At its regular monthly meeting Tuesday night, the Northwest Catholic District School Board examined a report on the possible effects of a proposed plan to place a “hard cap” on the number of students in classes from JK to Grade 3.
Premier Dalton McGuinty has proposed capping the number of elementary students in a classroom at 20 in an effort to improve education across the province.
Under current regulations, boards must ensure the average class size in JK to Grade 3 does not exceed 24.
While an average means some classrooms may have slightly more than 24 while some have slightly less, a “hard cap” would mean no classroom could have more than 20 students.
“The idea that smaller class sizes improve student learning has an intuitive feel, but the research is not conclusive,” Superintendent of Education Al Cesiunas wrote in his report.
“There are many variables to consider and implementation presents a complex set of challenges,” he added.

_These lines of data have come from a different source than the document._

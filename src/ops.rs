//! The query operations exposed to callers.
//!
//! These four functions are the boundary of the core: a transport layer
//! (CLI here, anything else elsewhere) adapts them to its protocol.
//! Input bounds (traversal depth, page size) are clamped at this layer;
//! the index itself never validates caller input.

use std::fmt;

use serde::Serialize;

use crate::config::SearchConfig;
use crate::graph;
use crate::index::DocIndex;
use crate::model::{DocumentMetadata, DocumentStatus, DocumentType};
use crate::search::{PaginatedResults, SearchEngine, SearchQuery};

/// Traversal depth bounds for [`get_doc_context`].
pub const MIN_DEPTH: usize = 1;
pub const MAX_DEPTH: usize = 3;

/// Why a query could not be answered. Every variant carries enough
/// context for the caller to self-correct; none is fatal.
#[derive(Debug, Clone, PartialEq, Eq)]
pub enum QueryError {
    ModuleNotFound {
        module: String,
        available: Vec<String>,
    },
    TypeNotFound {
        document_type: DocumentType,
        status: Option<DocumentStatus>,
        module: Option<String>,
    },
    DocumentNotFound {
        uri: String,
    },
}

impl fmt::Display for QueryError {
    fn fmt(&self, f: &mut fmt::Formatter<'_>) -> fmt::Result {
        match self {
            QueryError::ModuleNotFound { module, available } => write!(
                f,
                "no documents found for module '{}'. Available modules: {}",
                module,
                if available.is_empty() {
                    "(none)".to_string()
                } else {
                    available.join(", ")
                }
            ),
            QueryError::TypeNotFound {
                document_type,
                status,
                module,
            } => {
                write!(f, "no documents found for type '{}'", document_type)?;
                if let Some(status) = status {
                    write!(f, " with status '{}'", status)?;
                }
                if let Some(module) = module {
                    write!(f, " in module '{}'", module)?;
                }
                Ok(())
            }
            QueryError::DocumentNotFound { uri } => {
                write!(f, "document not found: {}", uri)
            }
        }
    }
}

impl std::error::Error for QueryError {}

/// Compact projection of a document for listings.
#[derive(Debug, Clone, Serialize)]
pub struct DocSummary {
    pub uri: String,
    pub title: String,
    pub module: String,
    #[serde(rename = "type")]
    pub document_type: DocumentType,
    pub status: DocumentStatus,
    pub version: String,
    pub last_updated: chrono::NaiveDate,
    pub author: String,
    pub keywords: Vec<String>,
}

impl From<&DocumentMetadata> for DocSummary {
    fn from(doc: &DocumentMetadata) -> Self {
        Self {
            uri: doc.uri.clone(),
            title: doc.title.clone(),
            module: doc.module.clone(),
            document_type: doc.document_type,
            status: doc.status,
            version: doc.version.clone(),
            last_updated: doc.last_updated,
            author: doc.author.clone(),
            keywords: doc.keywords.clone(),
        }
    }
}

/// A relation target, resolved against the index when possible. Targets
/// that dangle are still listed so callers can spot broken references.
#[derive(Debug, Clone, Serialize)]
pub struct RelatedRef {
    pub uri: String,
    pub title: String,
    pub module: String,
    #[serde(rename = "type")]
    pub document_type: DocumentType,
}

impl RelatedRef {
    fn resolve(index: &DocIndex, uri: &str) -> Self {
        match index.get(uri) {
            Some(doc) => Self {
                uri: doc.uri.clone(),
                title: doc.title.clone(),
                module: doc.module.clone(),
                document_type: doc.document_type,
            },
            None => Self {
                uri: uri.to_string(),
                title: "Unknown".to_string(),
                module: "unknown".to_string(),
                document_type: DocumentType::General,
            },
        }
    }
}

#[derive(Debug, Clone, Serialize)]
pub struct ModuleDocs {
    pub module: String,
    pub total_documents: usize,
    pub documents: Vec<DocSummary>,
    #[serde(skip_serializing_if = "Option::is_none")]
    pub related_documents: Option<Vec<RelatedRef>>,
}

/// All documents grouped under a module, optionally with the
/// de-duplicated set of documents they reference.
pub fn query_by_module(
    index: &DocIndex,
    module: &str,
    include_related: bool,
) -> Result<ModuleDocs, QueryError> {
    let docs = index.documents_by_module(module);
    if docs.is_empty() {
        return Err(QueryError::ModuleNotFound {
            module: module.to_string(),
            available: index.modules(),
        });
    }

    let related_documents = include_related.then(|| {
        let mut targets: std::collections::BTreeSet<&str> = std::collections::BTreeSet::new();
        for doc in &docs {
            for target in doc.related_docs.values() {
                targets.insert(target);
            }
        }
        targets
            .into_iter()
            .map(|uri| RelatedRef::resolve(index, uri))
            .collect()
    });

    Ok(ModuleDocs {
        module: module.to_string(),
        total_documents: docs.len(),
        documents: docs.iter().map(|d| DocSummary::from(*d)).collect(),
        related_documents,
    })
}

/// The filters a type query ran with, echoed back on success and failure.
#[derive(Debug, Clone, Serialize)]
pub struct TypeFilters {
    #[serde(skip_serializing_if = "Option::is_none")]
    pub status: Option<DocumentStatus>,
    #[serde(skip_serializing_if = "Option::is_none")]
    pub module: Option<String>,
}

#[derive(Debug, Clone, Serialize)]
pub struct TypeDocs {
    #[serde(rename = "type")]
    pub document_type: DocumentType,
    pub filters: TypeFilters,
    pub total_documents: usize,
    pub documents: Vec<DocSummary>,
}

/// Documents of one type, narrowed by optional status and module filters.
pub fn query_by_type(
    index: &DocIndex,
    document_type: DocumentType,
    status: Option<DocumentStatus>,
    module: Option<&str>,
) -> Result<TypeDocs, QueryError> {
    let docs: Vec<&DocumentMetadata> = index
        .documents_by_type(document_type)
        .into_iter()
        .filter(|doc| status.map_or(true, |s| doc.status == s))
        .filter(|doc| module.map_or(true, |m| doc.module == m))
        .collect();

    if docs.is_empty() {
        return Err(QueryError::TypeNotFound {
            document_type,
            status,
            module: module.map(str::to_string),
        });
    }

    Ok(TypeDocs {
        document_type,
        filters: TypeFilters {
            status,
            module: module.map(str::to_string),
        },
        total_documents: docs.len(),
        documents: docs.iter().map(|d| DocSummary::from(*d)).collect(),
    })
}

/// Related documents bucketed by kind, projected for responses.
#[derive(Debug, Clone, Serialize)]
pub struct ContextBuckets {
    pub architecture: Vec<RelatedRef>,
    pub database: Vec<RelatedRef>,
    pub api: Vec<RelatedRef>,
    pub ux: Vec<RelatedRef>,
    pub testing: Vec<RelatedRef>,
    pub feature: Vec<RelatedRef>,
    pub other: Vec<RelatedRef>,
}

#[derive(Debug, Clone, Serialize)]
pub struct DocContext {
    pub primary: DocSummary,
    pub related: ContextBuckets,
    pub depth: usize,
    pub total_related_documents: usize,
    /// Full document body, when requested and readable.
    #[serde(skip_serializing_if = "Option::is_none")]
    pub content: Option<String>,
    #[serde(skip_serializing_if = "Option::is_none")]
    pub content_error: Option<String>,
}

fn project_bucket(docs: &[DocumentMetadata]) -> Vec<RelatedRef> {
    docs.iter()
        .map(|d| RelatedRef {
            uri: d.uri.clone(),
            title: d.title.clone(),
            module: d.module.clone(),
            document_type: d.document_type,
        })
        .collect()
}

/// The context bundle around one document. Depth is clamped to
/// [`MIN_DEPTH`]..=[`MAX_DEPTH`]; a missing URI is a NotFound failure,
/// never an empty-but-successful context.
pub fn get_doc_context(
    index: &DocIndex,
    uri: &str,
    depth: usize,
    include_content: bool,
) -> Result<DocContext, QueryError> {
    let depth = depth.clamp(MIN_DEPTH, MAX_DEPTH);

    let context =
        graph::document_context(index, uri, depth).ok_or_else(|| QueryError::DocumentNotFound {
            uri: uri.to_string(),
        })?;

    let (content, content_error) = if include_content {
        match std::fs::read_to_string(&context.primary.file_path) {
            Ok(body) => (Some(body), None),
            Err(_) => (None, Some("failed to read file content".to_string())),
        }
    } else {
        (None, None)
    };

    Ok(DocContext {
        primary: DocSummary::from(&context.primary),
        related: ContextBuckets {
            architecture: project_bucket(&context.related.architecture),
            database: project_bucket(&context.related.database),
            api: project_bucket(&context.related.api),
            ux: project_bucket(&context.related.ux),
            testing: project_bucket(&context.related.testing),
            feature: project_bucket(&context.related.feature),
            other: project_bucket(&context.related.other),
        },
        depth,
        total_related_documents: context.total_documents,
        content,
        content_error,
    })
}

/// Caller-facing search parameters; the engine's richer query surface
/// (keywords, date ranges, sort specs) is reachable through
/// [`SearchQuery`] directly.
#[derive(Debug, Clone)]
pub struct SearchParams {
    pub text: String,
    pub document_types: Option<Vec<DocumentType>>,
    pub modules: Option<Vec<String>>,
    pub statuses: Option<Vec<DocumentStatus>>,
    pub page: Option<usize>,
    pub limit: Option<usize>,
    pub include_snippets: bool,
}

impl Default for SearchParams {
    fn default() -> Self {
        Self {
            text: String::new(),
            document_types: None,
            modules: None,
            statuses: None,
            page: None,
            limit: None,
            include_snippets: true,
        }
    }
}

/// Full-text search with pagination bounds applied at the boundary:
/// page >= 1, 1 <= limit <= `config.max_limit`.
pub fn search_docs(
    index: &DocIndex,
    config: &SearchConfig,
    params: &SearchParams,
) -> PaginatedResults {
    let page = params.page.unwrap_or(1).max(1);
    let limit = params
        .limit
        .unwrap_or(config.default_limit)
        .clamp(1, config.max_limit);

    let mut query = SearchQuery::new().text(params.text.clone()).paginate(page, limit);

    if let Some(types) = params.document_types.clone().filter(|v| !v.is_empty()) {
        query = query.of_types(types);
    }
    if let Some(modules) = params.modules.clone().filter(|v| !v.is_empty()) {
        query = query.in_modules(modules);
    }
    if let Some(statuses) = params.statuses.clone().filter(|v| !v.is_empty()) {
        query = query.with_statuses(statuses);
    }

    let mut results = SearchEngine::new(index, config).search(&query);

    if !params.include_snippets {
        for result in &mut results.results {
            result.highlights.clear();
        }
    }

    results
}
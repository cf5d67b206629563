//! Per-thread copy engine.
//!
//! Each worker repeatedly claims a segment, reads it (ordinary read or SCSI
//! READ through the sg transport), gates on the write-ordering condition,
//! writes it (ordinary write, SCSI WRITE, or nothing for a null output),
//! optionally writes it to a second destination, and loops until the input
//! is exhausted or a stop is signalled.
//!
//! Three read/write shapes exist for sg endpoints: sequential (submit+receive
//! read, then submit+receive write), interleaved `swait` (submit read, submit
//! write against the shared buffer, then receive both), and the dual-output
//! variant that swaps the kernel share link to the second destination around
//! its write.

use crate::copy::dispatch::{self, Segment};
use crate::copy::state::{GlobalState, InCounters, OutCounters, SideFlags};
use crate::error::Category;
use crate::filetype::FileKind;
use crate::scsi::cdb;
use crate::sg::device::{self, MmapRegion, PreparedFd, SgOpenOptions};
use crate::sg::share;
use crate::sg::sys::*;
use crate::sg::transport::{self, CommandScratch, Completion, Dir, Iface, Outcome, TransportError};
use nix::libc;
use std::sync::atomic::{AtomicBool, Ordering};
use std::sync::{Arc, MutexGuard};
use tracing::{debug, error, info, warn};

/// Interleaved mode collects the READ completion after the WRITE completion.
/// Flip to receive the READ first.
pub const READ_COMPLETE_AFTER: bool = true;

static SWAIT_REPORTED: AtomicBool = AtomicBool::new(false);

/// Per-worker request state, reused across every segment the worker
/// processes.
struct RequestElement {
    id: usize,
    infd: i32,
    outfd: i32,
    out2fd: Option<i32>,
    outreg_fd: Option<i32>,
    bs: usize,
    cdbsz_in: usize,
    cdbsz_out: usize,
    aen: u32,
    in_flags: SideFlags,
    out_flags: SideFlags,
    buf_ptr: *mut u8,
    buf_len: usize,
    has_share: bool,
    swait: bool,
    wr: bool,
    iblk: i64,
    oblk: i64,
    num_blks: u32,
    rq_id: i32,
    rep_count: u64,
    resid: i32,
    dio_incomplete: bool,
    scratch_rd: CommandScratch,
    scratch_wr: CommandScratch,
}

impl RequestElement {
    /// The live prefix of the data buffer for the current segment.
    fn buf(&mut self, len: usize) -> &mut [u8] {
        debug_assert!(len <= self.buf_len);
        unsafe { std::slice::from_raw_parts_mut(self.buf_ptr, len) }
    }
}

enum StartError {
    OutOfMemory,
    Fatal,
}

/// Worker thread body. All failures are recorded in the shared state; the
/// ordering condvar is always broadcast on the way out so no peer is left
/// blocked.
pub fn run(gs: Arc<GlobalState>, id: usize) {
    run_inner(&gs, id);
    gs.out_order.notify_all();
}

To begin with, the plan would cost an estimated $350 million a year, plus a one-time capital cost estimated at $100 million, and would take five years to implement.
“This program will pay for itself because it will mean fewer drop-outs, less need for expensive remedial programs in later years, and fewer repeated grades,” Cesiunas wrote.
Also, reducing class sizes means creating new classes—which creates a demand for more teachers.
“Small class size will not make up for poor teaching,” his report read. “Universal implementation of CSR [class size reduction] has a significant impact on the availability of qualified teachers.”
With the expected shortage of teachers over the next five years, this could present real problems for school boards.
“Research suggests the investment in CSR may best be directed to schools/classrooms that benefit most, such as those serving students at greater risk,” Cesiunas wrote.
A study in Tennessee shows that all students in small classes benefited from CSR, “but the largest gains were made by disadvantaged minority students.”
Finally, Cesiunas noted more space would be required to house the extra classes created through CSR. This extra space often comes in the form of portables, which can take up playground space.
Also at Tuesday night’s meeting, the Catholic board:
•approved a modified school year calendar for the 2004-05 year, to be submitted to the Ministry of Education;
•heard a report from David Sharp, the board’s At-Risk leader, on upcoming plans for the Students-At-Risk program; and
•reviewed the EQAO board action plan for 2003-2004, based on action plans submitted from each of the board’s schools.